Dabei hat sich das Bild des 17. Juni durch die Nachforschungen, die nach dem Untergang der DDR möglich wurden, zwar vertieft, aber nicht grundsätzlich verändert. Wir wissen heute, dass der Aufstand mehr Menschen erfasste als früher angenommen, dass er nicht nur Berlin erschütterte, sondern nahezu die gesamte DDR, dass die sozialen Forderungen rasch in politische übergingen. Doch gewachsen ist das Bewusstsein für die Bedeutung, die emotional besetzte Symbole, stützende Überlieferungen und kollektive Erfahrungen für eine Gesellschaft, ihren Zusammenhalt und ihre politische Kultur haben. Viel davon haben wir da, zugegeben, nicht. Der 17. Juni gehört dazu.

Denn dass er ein großer Augenblick in unserer Geschichte war, steht außer Zweifel. An ihm haben Deutsche – und sei es nur für ein paar Tage, ja, Stunden – den aufrechten Gang gewagt. Das macht den Aufstand der Ost-Deutschen zum Exempel für ein Deutschland, das es auch gibt: für Deutsche, die nicht Mitläufer sind, die nicht schweigen, die sich nicht nach der Decke strecken, sondern Zivilcourage zeigen, Risiken auf sich nehmen und Freiheit und Demokratie einfordern. Damit steht der 17. Juni neben den anderen ermutigenden Daten der deutschen Geschichte, neben 1848 oder dem 20. Juli 1944 oder der Wende 1989.

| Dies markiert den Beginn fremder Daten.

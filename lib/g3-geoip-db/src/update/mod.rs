/*
 * SPDX-License-Identifier: Apache-2.0
 * Copyright 2023-2025 ByteDance and/or its affiliates.
 */

use std::path::PathBuf;
use std::sync::Arc;
use std::time::Duration;

use log::{debug, info, warn};
use tokio::sync::watch;

use crate::db::DbShared;
use crate::remote::{self, SnapshotSource};
use crate::{GeoIpDbError, SnapshotDecoder};

mod backoff;
use backoff::RetryBackoff;

#[derive(Clone, Debug, PartialEq, Eq)]
pub(crate) struct UpdateConfig {
    pub(crate) refresh_interval: Duration,
    pub(crate) initial_retry_interval: Duration,
    pub(crate) max_retry_interval: Duration,
    pub(crate) download_dir: PathBuf,
}

pub(crate) struct SnapshotUpdate<D> {
    config: UpdateConfig,
    shared: Arc<DbShared<D>>,
    source: Arc<dyn SnapshotSource>,
    close_receiver: watch::Receiver<()>,
}

impl<D: SnapshotDecoder> SnapshotUpdate<D> {
    pub(crate) fn new(
        config: UpdateConfig,
        shared: Arc<DbShared<D>>,
        source: Arc<dyn SnapshotSource>,
    ) -> Self {
        let close_receiver = shared.close_receiver();
        SnapshotUpdate {
            config,
            shared,
            source,
            close_receiver,
        }
    }

    pub(crate) fn spawn_run(self) {
        tokio::spawn(self.run());
    }

    async fn run(mut self) {
        let mut backoff = RetryBackoff::new(
            self.config.refresh_interval,
            self.config.initial_retry_interval,
            self.config.max_retry_interval,
        );

        loop {
            // network io is not interrupted, the close signal is checked after it
            let wait = match self.run_update().await {
                Ok(_) => backoff.succeeded(),
                Err(e) => {
                    let wait = backoff.failed();
                    warn!("database update failed: {e}, retry in {wait:?}");
                    self.shared.send_error(e);
                    wait
                }
            };

            tokio::select! {
                biased;

                _ = self.close_receiver.changed() => break,
                _ = tokio::time::sleep(wait) => {}
            }
        }
        debug!("stopped updating {}", self.shared.file().display());
    }

    async fn run_update(&self) -> Result<(), GeoIpDbError> {
        let file = self.shared.file();
        if !remote::need_update(self.source.as_ref(), file).await? {
            debug!("database {} is up to date", file.display());
            return Ok(());
        }

        let tmp_file = remote::download(self.source.as_ref(), &self.config.download_dir).await?;
        remote::install(&tmp_file, file).await?;
        info!("installed new database file {}", file.display());
        Ok(())
    }
}
/*
 * SPDX-License-Identifier: Apache-2.0
 * Copyright 2023-2025 ByteDance and/or its affiliates.
 */

use std::sync::Mutex;

use tokio::sync::{mpsc, watch};

/// A single slot event channel.
///
/// A new event is dropped if the consumer has not drained the previous one,
/// so the receiver only sees a latest value indicator, not every event.
pub(crate) struct EventSlot<T> {
    sender: Mutex<Option<mpsc::Sender<T>>>,
    receiver: Mutex<Option<mpsc::Receiver<T>>>,
}

impl<T> EventSlot<T> {
    pub(crate) fn new() -> Self {
        let (sender, receiver) = mpsc::channel(1);
        EventSlot {
            sender: Mutex::new(Some(sender)),
            receiver: Mutex::new(Some(receiver)),
        }
    }

    /// Returns false if the event was dropped.
    pub(crate) fn send(&self, v: T) -> bool {
        let lock = self.sender.lock().unwrap_or_else(|e| e.into_inner());
        match lock.as_ref() {
            Some(sender) => sender.try_send(v).is_ok(),
            None => false,
        }
    }

    pub(crate) fn take_receiver(&self) -> Option<mpsc::Receiver<T>> {
        let mut lock = self.receiver.lock().unwrap_or_else(|e| e.into_inner());
        lock.take()
    }

    /// The receiver sees the end of stream once pending events are drained.
    pub(crate) fn close(&self) {
        let mut lock = self.sender.lock().unwrap_or_else(|e| e.into_inner());
        lock.take();
    }
}

pub(crate) struct CloseSignal {
    sender: Mutex<Option<watch::Sender<()>>>,
    receiver: watch::Receiver<()>,
}

impl CloseSignal {
    pub(crate) fn new() -> Self {
        let (sender, receiver) = watch::channel(());
        CloseSignal {
            sender: Mutex::new(Some(sender)),
            receiver,
        }
    }

    pub(crate) fn subscribe(&self) -> watch::Receiver<()> {
        self.receiver.clone()
    }

    /// Returns true only for the call that fired the signal.
    pub(crate) fn fire(&self) -> bool {
        let mut lock = self.sender.lock().unwrap_or_else(|e| e.into_inner());
        lock.take().is_some()
    }
}

#[cfg(test)]
mod tests {
    use super::*;

    #[test]
    fn slot_drops_when_full() {
        let slot = EventSlot::new();
        assert!(slot.send(1));
        assert!(!slot.send(2));

        let mut r = slot.take_receiver().unwrap();
        assert!(slot.take_receiver().is_none());
        assert_eq!(r.try_recv().unwrap(), 1);
        assert!(slot.send(3));
        assert_eq!(r.try_recv().unwrap(), 3);

        slot.close();
        assert!(!slot.send(4));
        assert_eq!(
            r.try_recv().unwrap_err(),
            mpsc::error::TryRecvError::Disconnected
        );
    }

    #[tokio::test]
    async fn close_signal_once() {
        let signal = CloseSignal::new();
        let mut r1 = signal.subscribe();
        let mut r2 = r1.clone();
        assert!(signal.fire());
        assert!(!signal.fire());
        assert!(r1.changed().await.is_err());
        assert!(r2.changed().await.is_err());
        assert!(signal.subscribe().changed().await.is_err());
    }
}
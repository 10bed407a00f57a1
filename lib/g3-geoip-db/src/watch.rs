/*
 * SPDX-License-Identifier: Apache-2.0
 * Copyright 2023-2025 ByteDance and/or its affiliates.
 */

use std::path::{Path, PathBuf};
use std::sync::Arc;
use std::time::Duration;

use log::{debug, warn};
use notify::{Event, EventKind, RecommendedWatcher, RecursiveMode, Watcher};
use tokio::sync::{mpsc, watch};

use crate::db::DbShared;
use crate::{GeoIpDbError, SnapshotDecoder};

pub(crate) struct SnapshotWatch<D> {
    shared: Arc<DbShared<D>>,
    target: PathBuf,
    debounce: Duration,
    event_receiver: mpsc::UnboundedReceiver<notify::Result<Event>>,
    close_receiver: watch::Receiver<()>,
    _watcher: Option<RecommendedWatcher>,
}

/// Watch the directory of the database file, as the file itself is replaced
/// by rename, and reload the database on create or modify events of the file.
pub(crate) async fn spawn_watcher<D: SnapshotDecoder>(
    shared: Arc<DbShared<D>>,
    debounce: Duration,
) -> Result<(), GeoIpDbError> {
    let file = shared.file();
    let watch_err = |path: &Path, reason: String| GeoIpDbError::Watch {
        path: path.to_path_buf(),
        reason,
    };

    let dir = crate::remote::make_dir(file)
        .await
        .map_err(|e| watch_err(file, format!("unable to create directory: {e}")))?;
    let dir = tokio::fs::canonicalize(&dir)
        .await
        .map_err(|e| watch_err(&dir, format!("unable to resolve directory: {e}")))?;
    let Some(file_name) = file.file_name() else {
        return Err(watch_err(file, "no file name found".to_string()));
    };
    let target = dir.join(file_name);

    let (event_sender, event_receiver) = mpsc::unbounded_channel();
    let mut watcher = notify::recommended_watcher(move |r: notify::Result<Event>| {
        let _ = event_sender.send(r);
    })
    .map_err(|e| watch_err(&dir, format!("failed to create watcher: {e}")))?;
    watcher
        .watch(&dir, RecursiveMode::NonRecursive)
        .map_err(|e| watch_err(&dir, e.to_string()))?;
    debug!("watching directory {} for {}", dir.display(), target.display());

    let close_receiver = shared.close_receiver();
    let w = SnapshotWatch {
        shared,
        target,
        debounce,
        event_receiver,
        close_receiver,
        _watcher: Some(watcher),
    };
    w.spawn_run();
    Ok(())
}

impl<D: SnapshotDecoder> SnapshotWatch<D> {
    #[cfg(test)]
    pub(crate) fn with_receiver(
        shared: Arc<DbShared<D>>,
        target: PathBuf,
        debounce: Duration,
        event_receiver: mpsc::UnboundedReceiver<notify::Result<Event>>,
    ) -> Self {
        let close_receiver = shared.close_receiver();
        SnapshotWatch {
            shared,
            target,
            debounce,
            event_receiver,
            close_receiver,
            _watcher: None,
        }
    }

    pub(crate) fn spawn_run(self) {
        tokio::spawn(self.run());
    }

    fn is_target_changed(&self, r: notify::Result<Event>) -> bool {
        match r {
            Ok(ev) => match ev.kind {
                EventKind::Create(_) | EventKind::Modify(_) => {
                    ev.paths.iter().any(|p| p == &self.target)
                }
                _ => false,
            },
            Err(e) => {
                debug!("watch error for {}: {e}", self.target.display());
                false
            }
        }
    }

    pub(crate) async fn run(mut self) {
        loop {
            let r = tokio::select! {
                biased;

                _ = self.close_receiver.changed() => break,
                r = self.event_receiver.recv() => r,
            };
            let Some(r) = r else {
                break;
            };
            let mut need_reload = self.is_target_changed(r);

            // a single file replacement emits a burst of events
            tokio::select! {
                biased;

                _ = self.close_receiver.changed() => break,
                _ = tokio::time::sleep(self.debounce) => {}
            }
            while let Ok(r) = self.event_receiver.try_recv() {
                need_reload |= self.is_target_changed(r);
            }

            if need_reload {
                if let Err(e) = self.shared.reload().await {
                    warn!("failed to reload {}: {e}", self.target.display());
                    self.shared.send_error(e);
                }
            }
        }
        debug!("stopped watching {}", self.target.display());
    }
}

#[cfg(test)]
mod tests {
    use super::*;
    use std::io::Write;
    use std::net::IpAddr;
    use std::sync::atomic::{AtomicUsize, Ordering};

    use flate2::Compression;
    use flate2::write::GzEncoder;
    use notify::event::{CreateKind, DataChange, ModifyKind, RemoveKind};
    use serde::de::DeserializeOwned;

    static DECODED: AtomicUsize = AtomicUsize::new(0);

    struct Counting;

    impl SnapshotDecoder for Counting {
        type Error = std::io::Error;

        fn decode(_buf: Vec<u8>) -> Result<Self, Self::Error> {
            DECODED.fetch_add(1, Ordering::SeqCst);
            Ok(Counting)
        }

        fn lookup<T: DeserializeOwned>(&self, _ip: IpAddr) -> Result<T, Self::Error> {
            Err(std::io::Error::from(std::io::ErrorKind::Unsupported))
        }
    }

    fn modify(path: &Path) -> notify::Result<Event> {
        Ok(Event::new(EventKind::Modify(ModifyKind::Data(DataChange::Content)))
            .add_path(path.to_path_buf()))
    }

    #[tokio::test]
    async fn coalesce_burst() {
        let dir = tempfile::tempdir().unwrap();
        let file = dir.path().join("db.gz");
        let mut enc = GzEncoder::new(std::fs::File::create(&file).unwrap(), Compression::fast());
        enc.write_all(b"data").unwrap();
        enc.finish().unwrap();

        let shared = Arc::new(DbShared::<Counting>::new(file.clone()));
        let (sender, receiver) = mpsc::unbounded_channel();
        let w = SnapshotWatch::with_receiver(
            shared.clone(),
            file.clone(),
            Duration::from_millis(200),
            receiver,
        );
        let task = tokio::spawn(w.run());

        sender.send(modify(&file)).unwrap();
        sender.send(modify(&file)).unwrap();
        sender.send(modify(&file)).unwrap();
        sender
            .send(Ok(Event::new(EventKind::Create(CreateKind::File))
                .add_path(dir.path().join("other.gz"))))
            .unwrap();
        sender
            .send(Ok(
                Event::new(EventKind::Remove(RemoveKind::File)).add_path(file.clone())
            ))
            .unwrap();
        sender.send(Err(notify::Error::generic("noise"))).unwrap();

        tokio::time::sleep(Duration::from_millis(600)).await;
        assert_eq!(DECODED.load(Ordering::SeqCst), 1);
        assert!(shared.is_loaded());

        shared.close();
        tokio::time::timeout(Duration::from_secs(1), task)
            .await
            .unwrap()
            .unwrap();
    }
}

Dabei darf die Wiederkehr der Erinnerung an den 17. Juni nicht vergessen lassen, dass er ein ambivalentes Datum ist. Der Aufstand weckte die Hoffnung, dass die Nachkriegsgeschichte einen anderen, freiheitlicheren Weg einschlagen könnte. Und zugleich begrub seine Niederschlagung diese Hoffnungen, auf unabsehbare Dauer. Aber er war eben doch das erste Zeichen für die Ablehnung von Unfreiheit und Reglementierung, also für den Willen zu Freiheit und Demokratie, die dann für gut zwei Generationen von Diktatur und Anpassung unten gehalten wurden, bis sie sich 1989 endlich doch Bahn brachen – dank Gorbatschow, dank der Dissidenten im Ostblock, dank der Leipziger Demonstranten und auch jener Politik der kleinen Schritte, die den Kommunismus matt verhandelte.

Dass ein Tag wie der 17. Juni wiedergewonnen werden kann: Das wäre, bei der bekannten Gemütslage der Deutschen, selbst ein ermutigendes Zeichen.